//! Compilation job identity, on-disk naming, and lifecycle.
//!
//! Every file a job touches lives in one working directory and shares the
//! job's base name. The base name is validated once, here, so the stager,
//! the invoker and the sweeper all agree on which files belong to a job.

use std::fmt;
use std::path::{Path, PathBuf};

use serde::Serialize;
use slug::slugify;
use uuid::Uuid;

use super::error::DomainError;

pub const SOURCE_EXTENSION: &str = ".tex";
pub const OUTPUT_EXTENSION: &str = ".pdf";
pub const LOG_EXTENSION: &str = ".log";

/// Extensions the toolchain may leave behind next to the source, besides the source itself.
pub const ARTIFACT_EXTENSIONS: [&str; 15] = [
    OUTPUT_EXTENSION,
    LOG_EXTENSION,
    ".aux",
    ".out",
    ".fls",
    ".toc",
    ".lof",
    ".lot",
    ".synctex.gz",
    ".fdb_latexmk",
    ".bbl",
    ".blg",
    ".xdv",
    ".nav",
    ".snm",
];

const MAX_BASE_NAME_LEN: usize = 160;
const MAX_LABEL_LEN: usize = 64;

/// Unique identifier of one compilation job.
#[derive(Debug, Clone, Copy, PartialEq, Eq, Hash, Serialize)]
pub struct JobId(Uuid);

impl JobId {
    pub fn new() -> Self {
        Self(Uuid::new_v4())
    }
}

impl Default for JobId {
    fn default() -> Self {
        Self::new()
    }
}

impl fmt::Display for JobId {
    fn fmt(&self, f: &mut fmt::Formatter<'_>) -> fmt::Result {
        self.0.fmt(f)
    }
}

/// Build the on-disk base name for a job.
///
/// The job id always leads, so two jobs never share a base name even when
/// clients upload files with the same name. A client-supplied name only
/// contributes a slugified stem; its extension is discarded.
pub fn derive_base_name(id: JobId, suggested_name: Option<&str>) -> String {
    let label = suggested_name
        .map(|name| {
            let file_name = Path::new(name)
                .file_name()
                .and_then(|value| value.to_str())
                .unwrap_or_default();
            let stem = file_name
                .strip_suffix(SOURCE_EXTENSION)
                .unwrap_or(file_name);
            let mut label = slugify(stem);
            label.truncate(MAX_LABEL_LEN);
            label.trim_end_matches('-').to_string()
        })
        .filter(|label| !label.is_empty());

    match label {
        Some(label) => format!("{id}-{label}"),
        None => id.to_string(),
    }
}

/// Location of every file belonging to one job.
#[derive(Debug, Clone, PartialEq, Eq)]
pub struct JobPaths {
    work_dir: PathBuf,
    base_name: String,
}

impl JobPaths {
    pub fn new(
        work_dir: impl Into<PathBuf>,
        base_name: impl Into<String>,
    ) -> Result<Self, DomainError> {
        let base_name = base_name.into();
        validate_base_name(&base_name)?;
        Ok(Self {
            work_dir: work_dir.into(),
            base_name,
        })
    }

    /// Recover the job layout from a staged source path.
    ///
    /// The file name must be `<base>.tex` where `<base>` is a valid base name;
    /// names with extra dots are rejected rather than guessed at.
    pub fn from_source(source: &Path) -> Result<Self, DomainError> {
        let display = source.display().to_string();
        let file_name = source
            .file_name()
            .and_then(|value| value.to_str())
            .ok_or_else(|| DomainError::invalid_source_path(&display, "missing file name"))?;
        let base_name = file_name
            .strip_suffix(SOURCE_EXTENSION)
            .ok_or_else(|| DomainError::invalid_source_path(&display, "expected a .tex file"))?;
        validate_base_name(base_name)
            .map_err(|_| DomainError::invalid_source_path(&display, "unsupported base name"))?;

        let work_dir = match source.parent() {
            Some(parent) if !parent.as_os_str().is_empty() => parent.to_path_buf(),
            _ => PathBuf::from("."),
        };

        Ok(Self {
            work_dir,
            base_name: base_name.to_string(),
        })
    }

    pub fn work_dir(&self) -> &Path {
        &self.work_dir
    }

    pub fn base_name(&self) -> &str {
        &self.base_name
    }

    pub fn with_extension(&self, extension: &str) -> PathBuf {
        self.work_dir.join(format!("{}{extension}", self.base_name))
    }

    pub fn source(&self) -> PathBuf {
        self.with_extension(SOURCE_EXTENSION)
    }

    pub fn artifact(&self) -> PathBuf {
        self.with_extension(OUTPUT_EXTENSION)
    }

    pub fn log(&self) -> PathBuf {
        self.with_extension(LOG_EXTENSION)
    }

    /// Every path the job may own, optionally including the source file.
    pub fn artifact_set(&self, include_source: bool) -> Vec<PathBuf> {
        let mut paths: Vec<PathBuf> = ARTIFACT_EXTENSIONS
            .iter()
            .map(|extension| self.with_extension(extension))
            .collect();
        if include_source {
            paths.push(self.source());
        }
        paths
    }
}

fn validate_base_name(name: &str) -> Result<(), DomainError> {
    if name.is_empty() {
        return Err(DomainError::invalid_base_name(name, "must not be empty"));
    }
    if name.len() > MAX_BASE_NAME_LEN {
        return Err(DomainError::invalid_base_name(name, "too long"));
    }
    if name.starts_with('-') {
        return Err(DomainError::invalid_base_name(name, "must not start with `-`"));
    }
    if !name
        .chars()
        .all(|c| c.is_ascii_alphanumeric() || c == '-' || c == '_')
    {
        return Err(DomainError::invalid_base_name(
            name,
            "only ASCII letters, digits, `-` and `_` are allowed",
        ));
    }
    Ok(())
}

#[derive(Debug, Clone, Copy, PartialEq, Eq, Serialize)]
#[serde(rename_all = "snake_case")]
pub enum JobStatus {
    Staged,
    Running,
    Succeeded,
    Failed,
}

impl JobStatus {
    pub fn as_str(&self) -> &'static str {
        match self {
            JobStatus::Staged => "staged",
            JobStatus::Running => "running",
            JobStatus::Succeeded => "succeeded",
            JobStatus::Failed => "failed",
        }
    }

    fn can_transition_to(self, next: JobStatus) -> bool {
        matches!(
            (self, next),
            (JobStatus::Staged, JobStatus::Running)
                | (JobStatus::Staged, JobStatus::Failed)
                | (JobStatus::Running, JobStatus::Succeeded)
                | (JobStatus::Running, JobStatus::Failed)
        )
    }
}

impl fmt::Display for JobStatus {
    fn fmt(&self, f: &mut fmt::Formatter<'_>) -> fmt::Result {
        f.write_str(self.as_str())
    }
}

/// One request's compilation lifecycle.
#[derive(Debug, Clone)]
pub struct CompilationJob {
    id: JobId,
    paths: JobPaths,
    status: JobStatus,
}

impl CompilationJob {
    pub fn staged(id: JobId, paths: JobPaths) -> Self {
        Self {
            id,
            paths,
            status: JobStatus::Staged,
        }
    }

    pub fn id(&self) -> JobId {
        self.id
    }

    pub fn paths(&self) -> &JobPaths {
        &self.paths
    }

    pub fn source_path(&self) -> PathBuf {
        self.paths.source()
    }

    pub fn status(&self) -> JobStatus {
        self.status
    }

    pub fn transition(&mut self, next: JobStatus) -> Result<(), DomainError> {
        if !self.status.can_transition_to(next) {
            return Err(DomainError::InvalidTransition {
                from: self.status,
                to: next,
            });
        }
        self.status = next;
        Ok(())
    }
}

/// Outcome of one toolchain run.
///
/// `artifact_path` names the PDF when `succeeded`, otherwise the log file.
/// Either way the file exists when the result is handed out.
#[derive(Debug, Clone)]
pub struct CompilationResult {
    pub artifact_path: PathBuf,
    pub succeeded: bool,
    pub exit_code: Option<i32>,
    pub stderr: String,
    pub timed_out: bool,
}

________________

> [ACTION ITEM]
Would you please give back all of the material above exactly as it stands?

> [SOLUTION BELOW]
//! Compilation job identity, on-disk naming, and lifecycle.
//!
//! Every file a job touches lives in one working directory and shares the
//! job's base name. The base name is validated once, here, so the stager,
//! the invoker and the sweeper all agree on which files belong to a job.

use std::fmt;
use std::path::{Path, PathBuf};

use serde::Serialize;
use slug::slugify;
use uuid::Uuid;

use super::error::DomainError;

pub const SOURCE_EXTENSION: &str = ".tex";
pub const OUTPUT_EXTENSION: &str = ".pdf";
pub const LOG_EXTENSION: &str = ".log";

/// Extensions the toolchain may leave behind next to the source, besides the source itself.
pub const ARTIFACT_EXTENSIONS: [&str; 15] = [
    OUTPUT_EXTENSION,
    LOG_EXTENSION,
    ".aux",
    ".out",
    ".fls",
    ".toc",
    ".lof",
    ".lot",
    ".synctex.gz",
    ".fdb_latexmk",
    ".bbl",
    ".blg",
    ".xdv",
    ".nav",
    ".snm",
];

const MAX_BASE_NAME_LEN: usize = 160;
const MAX_LABEL_LEN: usize = 64;

/// Unique identifier of one compilation job.
#[derive(Debug, Clone, Copy, PartialEq, Eq, Hash, Serialize)]
pub struct JobId(Uuid);

impl JobId {
    pub fn new() -> Self {
        Self(Uuid::new_v4())
    }
}

impl Default for JobId {
    fn default() -> Self {
        Self::new()
    }
}

impl fmt::Display for JobId {
    fn fmt(&self, f: &mut fmt::Formatter<'_>) -> fmt::Result {
        self.0.fmt(f)
    }
}

/// Build the on-disk base name for a job.
///
/// The job id always leads, so two jobs never share a base name even when
/// clients upload files with the same name. A client-supplied name only
/// contributes a slugified stem; its extension is discarded.
pub fn derive_base_name(id: JobId, suggested_name: Option<&str>) -> String {
    let label = suggested_name
        .map(|name| {
            let file_name = Path::new(name)
                .file_name()
                .and_then(|value| value.to_str())
                .unwrap_or_default();
            let stem = file_name
                .strip_suffix(SOURCE_EXTENSION)
                .unwrap_or(file_name);
            let mut label = slugify(stem);
            label.truncate(MAX_LABEL_LEN);
            label.trim_end_matches('-').to_string()
        })
        .filter(|label| !label.is_empty());

    match label {
        Some(label) => format!("{id}-{label}"),
        None => id.to_string(),
    }
}

/// Location of every file belonging to one job.
#[derive(Debug, Clone, PartialEq, Eq)]
pub struct JobPaths {
    work_dir: PathBuf,
    base_name: String,
}

impl JobPaths {
    pub fn new(
        work_dir: impl Into<PathBuf>,
        base_name: impl Into<String>,
    ) -> Result<Self, DomainError> {
        let base_name = base_name.into();
        validate_base_name(&base_name)?;
        Ok(Self {
            work_dir: work_dir.into(),
            base_name,
        })
    }

    /// Recover the job layout from a staged source path.
    ///
    /// The file name must be `<base>.tex` where `<base>` is a valid base name;
    /// names with extra dots are rejected rather than guessed at.
    pub fn from_source(source: &Path) -> Result<Self, DomainError> {
        let display = source.display().to_string();
        let file_name = source
            .file_name()
            .and_then(|value| value.to_str())
            .ok_or_else(|| DomainError::invalid_source_path(&display, "missing file name"))?;
        let base_name = file_name
            .strip_suffix(SOURCE_EXTENSION)
            .ok_or_else(|| DomainError::invalid_source_path(&display, "expected a .tex file"))?;
        validate_base_name(base_name)
            .map_err(|_| DomainError::invalid_source_path(&display, "unsupported base name"))?;

        let work_dir = match source.parent() {
            Some(parent) if !parent.as_os_str().is_empty() => parent.to_path_buf(),
            _ => PathBuf::from("."),
        };

        Ok(Self {
            work_dir,
            base_name: base_name.to_string(),
        })
    }

    pub fn work_dir(&self) -> &Path {
        &self.work_dir
    }

    pub fn base_name(&self) -> &str {
        &self.base_name
    }

    pub fn with_extension(&self, extension: &str) -> PathBuf {
        self.work_dir.join(format!("{}{extension}", self.base_name))
    }

    pub fn source(&self) -> PathBuf {
        self.with_extension(SOURCE_EXTENSION)
    }

    pub fn artifact(&self) -> PathBuf {
        self.with_extension(OUTPUT_EXTENSION)
    }

    pub fn log(&self) -> PathBuf {
        self.with_extension(LOG_EXTENSION)
    }

    /// Every path the job may own, optionally including the source file.
    pub fn artifact_set(&self, include_source: bool) -> Vec<PathBuf> {
        let mut paths: Vec<PathBuf> = ARTIFACT_EXTENSIONS
            .iter()
            .map(|extension| self.with_extension(extension))
            .collect();
        if include_source {
            paths.push(self.source());
        }
        paths
    }
}

fn validate_base_name(name: &str) -> Result<(), DomainError> {
    if name.is_empty() {
        return Err(DomainError::invalid_base_name(name, "must not be empty"));
    }
    if name.len() > MAX_BASE_NAME_LEN {
        return Err(DomainError::invalid_base_name(name, "too long"));
    }
    if name.starts_with('-') {
        return Err(DomainError::invalid_base_name(name, "must not start with `-`"));
    }
    if !name
        .chars()
        .all(|c| c.is_ascii_alphanumeric() || c == '-' || c == '_')
    {
        return Err(DomainError::invalid_base_name(
            name,
            "only ASCII letters, digits, `-` and `_` are allowed",
        ));
    }
    Ok(())
}

#[derive(Debug, Clone, Copy, PartialEq, Eq, Serialize)]
#[serde(rename_all = "snake_case")]
pub enum JobStatus {
    Staged,
    Running,
    Succeeded,
    Failed,
}

impl JobStatus {
    pub fn as_str(&self) -> &'static str {
        match self {
            JobStatus::Staged => "staged",
            JobStatus::Running => "running",
            JobStatus::Succeeded => "succeeded",
            JobStatus::Failed => "failed",
        }
    }

    fn can_transition_to(self, next: JobStatus) -> bool {
        matches!(
            (self, next),
            (JobStatus::Staged, JobStatus::Running)
                | (JobStatus::Staged, JobStatus::Failed)
                | (JobStatus::Running, JobStatus::Succeeded)
                | (JobStatus::Running, JobStatus::Failed)
        )
    }
}

impl fmt::Display for JobStatus {
    fn fmt(&self, f: &mut fmt::Formatter<'_>) -> fmt::Result {
        f.write_str(self.as_str())
    }
}

/// One request's compilation lifecycle.
#[derive(Debug, Clone)]
pub struct CompilationJob {
    id: JobId,
    paths: JobPaths,
    status: JobStatus,
}

impl CompilationJob {
    pub fn staged(id: JobId, paths: JobPaths) -> Self {
        Self {
            id,
            paths,
            status: JobStatus::Staged,
        }
    }

    pub fn id(&self) -> JobId {
        self.id
    }

    pub fn paths(&self) -> &JobPaths {
        &self.paths
    }

    pub fn source_path(&self) -> PathBuf {
        self.paths.source()
    }

    pub fn status(&self) -> JobStatus {
        self.status
    }

    pub fn transition(&mut self, next: JobStatus) -> Result<(), DomainError> {
        if !self.status.can_transition_to(next) {
            return Err(DomainError::InvalidTransition {
                from: self.status,
                to: next,
            });
        }
        self.status = next;
        Ok(())
    }
}

/// Outcome of one toolchain run.
///
/// `artifact_path` names the PDF when `succeeded`, otherwise the log file.
/// Either way the file exists when the result is handed out.
#[derive(Debug, Clone)]
pub struct CompilationResult {
    pub artifact_path: PathBuf,
    pub succeeded: bool,
    pub exit_code: Option<i32>,
    pub stderr: String,
    pub timed_out: bool,
}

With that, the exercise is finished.